#### What this task involves:
Gather all lines in the records below that include the word "FlashCoin".

(Stored data)
§

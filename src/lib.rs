//! FlashCoin balance tracker
//!
//! Client-side core for the FlashCoin demo tokens (FlashETH, FlashUSDT):
//! polls on-chain balances for the connected wallet at a fixed cadence,
//! converts raw token amounts to display values without precision loss,
//! and dispatches one-unit mint transactions.

// Public modules - these are the API surface
pub mod amount;
pub mod error;
pub mod handlers;
pub mod minter;
pub mod models;
pub mod providers;
pub mod tracker;
pub mod traits;

// Re-export commonly used items for easier access
pub use error::{AmountError, GatewayError};
pub use handlers::{CompositeEventHandler, ConsoleEventHandler};
pub use minter::Minter;
pub use models::{
    balance::{BalanceBook, BalanceSnapshot, BalanceState},
    token::{Token, WatchAssetOptions, WatchAssetParams},
    wallet::WalletConnection,
};
pub use providers::rpc_gateway::RpcTokenGateway;
pub use tracker::balance_tracker::{BalanceTracker, DEFAULT_POLL_INTERVAL};
pub use traits::{event_handler::BalanceEventHandler, gateway::TokenGateway};

/// Library version
pub const VERSION: &str = env!("CARGO_PKG_VERSION");

/// Result type alias for library functions
pub type Result<T> = std::result::Result<T, anyhow::Error>;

§

#### Answer space:
//! FlashCoin balance tracker
//! Client-side core for the FlashCoin demo tokens (FlashETH, FlashUSDT):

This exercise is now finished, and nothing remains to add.